In publicizing the faculty and administrative struggle over domestic partner benefits, The Minaret has consciously decided to inform the UT community of our institution’s prolonged lack of progress on the issue that has long passed being shameful.
In all truth, however, this is not the first time The Minaret has publicized this issue. Nearly 14 years ago, in our Jan. 28, 1994 issue, we drew attention to the growing trend for top universities to adopt domestic partner benefits.
Dr. Gary Luter, still a professor of speech and drama, then wrote: “Now the University of Tampa has a chance to demonstrate leadership in the area of equal rights by becoming the first university in the state to create an enlightened policy for its gay and lesbian employees . . . UT can be at a forefront of this movement, rather than playing catch-up tag.”
Unfortunately, and with great ignominy for our institution, we are now beyond a position of “catching up,” as private and public schools, both in Florida and across the nation, have left us in the dust on this fundamental issue of equal rights.
Nearly 14 years ago, Dr. Luter wrote that Director of Human Resources Donna Popovich believed that colleges and universities are moving in the direction of domestic partner benefits. Now, the same Popovich tells The Minaret that UT is proceeding “cautiously” in this area, careful to consider all implications of a policy before adopting it.

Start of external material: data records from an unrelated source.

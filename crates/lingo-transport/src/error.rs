/// Transport-agnostic error type
#[derive(Debug, thiserror::Error, Clone)]
pub enum TransportError {
	/// The channel or connection is closed
	#[error("Transport channel closed")]
	Closed,

	/// The receiver lagged and messages were dropped
	#[error("Transport overflowed, {0} messages dropped")]
	Overflowed(u64),

	/// No message is currently available
	#[error("Transport channel empty")]
	Empty,

	/// Failed to publish a message
	#[error("Publish failed: {0}")]
	PublishFailed(String),
}

/// Result type for transport operations
pub type Result<T> = std::result::Result<T, TransportError>;
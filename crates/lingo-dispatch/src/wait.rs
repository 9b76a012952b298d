use crate::error::{DispatchError, Result};
use crate::state::DispatchStats;
use crate::store::ResultStore;
use crate::types::{FailureKind, InflightTicket, StoredOutcome, TranslationResult};
use futures::FutureExt;
use std::sync::Arc;
use std::time::Duration;
use tokio_util::sync::CancellationToken;
use tracing::{debug, warn};
use uuid::Uuid;

#[derive(Debug, Clone)]
pub struct WaitConfig {
	/// Hard upper bound on the wait; nothing in the system waits unbounded.
	pub timeout: Duration,
	/// Store poll cadence for waiters the completion channel cannot reach.
	pub poll_interval: Duration,
}

impl Default for WaitConfig {
	fn default() -> Self {
		Self {
			timeout: Duration::from_secs(10),
			poll_interval: Duration::from_millis(500),
		}
	}
}

/// Bridges a synchronous caller to an asynchronous completion.
///
/// Waits on the ticket's completion channel (the in-process fast path) and
/// polls the result store at a fixed interval (the path that also works when
/// the worker lives in another process), bounded by a hard timeout. On
/// timeout the caller gets a tagged pass-through of the original text rather
/// than a bare error: a translation feature failing open beats a silent
/// hang in a live chat.
pub struct WaitBridge {
	store: Arc<ResultStore>,
	config: WaitConfig,
	stats: Arc<DispatchStats>,
}

impl WaitBridge {
	#[must_use]
	pub fn new(config: WaitConfig, store: Arc<ResultStore>, stats: Arc<DispatchStats>) -> Self {
		Self { store, config, stats }
	}

	/// Consumes the ticket and blocks (from the caller's point of view)
	/// until a result appears, the timeout elapses, or the caller goes away.
	///
	/// Cancellation stops this wait loop only: the worker runs to completion
	/// and still writes the store, so a later independent read succeeds.
	pub async fn wait_for(&self, ticket: InflightTicket, cancellation_token: &CancellationToken) -> Result<TranslationResult> {
		let key = ticket.key();
		let InflightTicket {
			request_id,
			target_language,
			source_text,
			source_language,
			dispatched_at,
			completion,
			..
		} = ticket;

		let mut completion = completion.fuse();
		let deadline = tokio::time::Instant::now() + self.config.timeout;
		let mut poll = tokio::time::interval(self.config.poll_interval);
		poll.set_missed_tick_behavior(tokio::time::MissedTickBehavior::Skip);

		loop {
			tokio::select! {
				outcome = &mut completion => {
					if let Ok(outcome) = outcome {
						return Self::deliver(outcome, request_id, &target_language, &source_text, &source_language);
					}
					// Sender dropped without resolving; the store poll takes over
				}
				_ = poll.tick() => {
					if let Some(outcome) = self.store.get(&key) {
						return Self::deliver(outcome, request_id, &target_language, &source_text, &source_language);
					}
				}
				() = tokio::time::sleep_until(deadline) => {
					DispatchStats::incr(&self.stats.wait_timeouts);
					warn!(
						%request_id,
						target = %target_language,
						waited_ms = dispatched_at.elapsed().as_millis() as u64,
						"⏱️ No result within the wait bound, degrading to pass-through"
					);
					return Self::fallback(request_id, &target_language, &source_text, &source_language).ok_or(DispatchError::Timeout);
				}
				() = cancellation_token.cancelled() => {
					DispatchStats::incr(&self.stats.wait_cancellations);
					debug!(%request_id, "👋 Caller abandoned the wait");
					return Err(DispatchError::Cancelled);
				}
			}
		}
	}

	fn deliver(outcome: StoredOutcome, request_id: Uuid, target_language: &str, source_text: &Option<String>, source_language: &Option<String>) -> Result<TranslationResult> {
		match outcome {
			StoredOutcome::Ready(result) => Ok(result),
			StoredOutcome::Failed(record) => {
				debug!(kind = ?record.kind, "Dispatched request failed, degrading to pass-through");
				let bare = match record.kind {
					FailureKind::WorkerUnavailable => DispatchError::WorkerUnavailable,
					FailureKind::Inference => DispatchError::Inference,
				};
				// Fail open where the original text is available
				Self::fallback(request_id, target_language, source_text, source_language).ok_or(bare)
			}
		}
	}

	fn fallback(request_id: Uuid, target_language: &str, source_text: &Option<String>, source_language: &Option<String>) -> Option<TranslationResult> {
		source_text.as_ref().map(|text| TranslationResult {
			request_id,
			translated_text: text.clone(),
			source_language: source_language.clone().unwrap_or_else(|| "und".to_owned()),
			target_language: target_language.to_owned(),
			confidence: 0.05,
			model_used: "fallback".to_owned(),
			processing_time_seconds: 0.0,
			from_cache: false,
		})
	}
}
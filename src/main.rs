use callflow::Args;
use clap::Parser;
use log::{LevelFilter, error, info};
use std::{process, str::FromStr};

fn main() {
    // Parse configuration first
    let args = Args::parse();

    // Initialize the logger with the specified log level
    let log_level = LevelFilter::from_str(&args.log_level).unwrap_or_else(|_| {
        eprintln!(
            "Invalid log level: {}. Using 'info' instead.",
            args.log_level
        );
        LevelFilter::Info
    });

    env_logger::Builder::from_env(env_logger::Env::default())
        .filter_level(log_level)
        .init();

    info!(log_level:?; "Starting callflow");

    // Run the application
    if let Err(err) = callflow::run(&args) {
        error!(err:err; "Run failed");
        process::exit(1);
    }

    info!("Completed successfully");
}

Just how long, we wonder, does it take to properly consider the “nuances” of this issue? Are 14 years not quite enough? Is there something inherent in this issue that requires over a decade of thought before our university decides to live up to its own professed principles?
Again, as Dr. Luter stressed nearly 14 years ago, the university’s own non-discrimination policy printed on the inside cover of the University of Tampa Catalog states that the university does not discriminate against faculty or staff members in employment or advancement on the basis of sexual orientation.
As an institution, we must be evaluated based on our actions rather than our words. Annual repetitions of hollow rhetoric do not change the fact that the benefits extended to married heterosexual couples are withheld from their same-sex counterparts.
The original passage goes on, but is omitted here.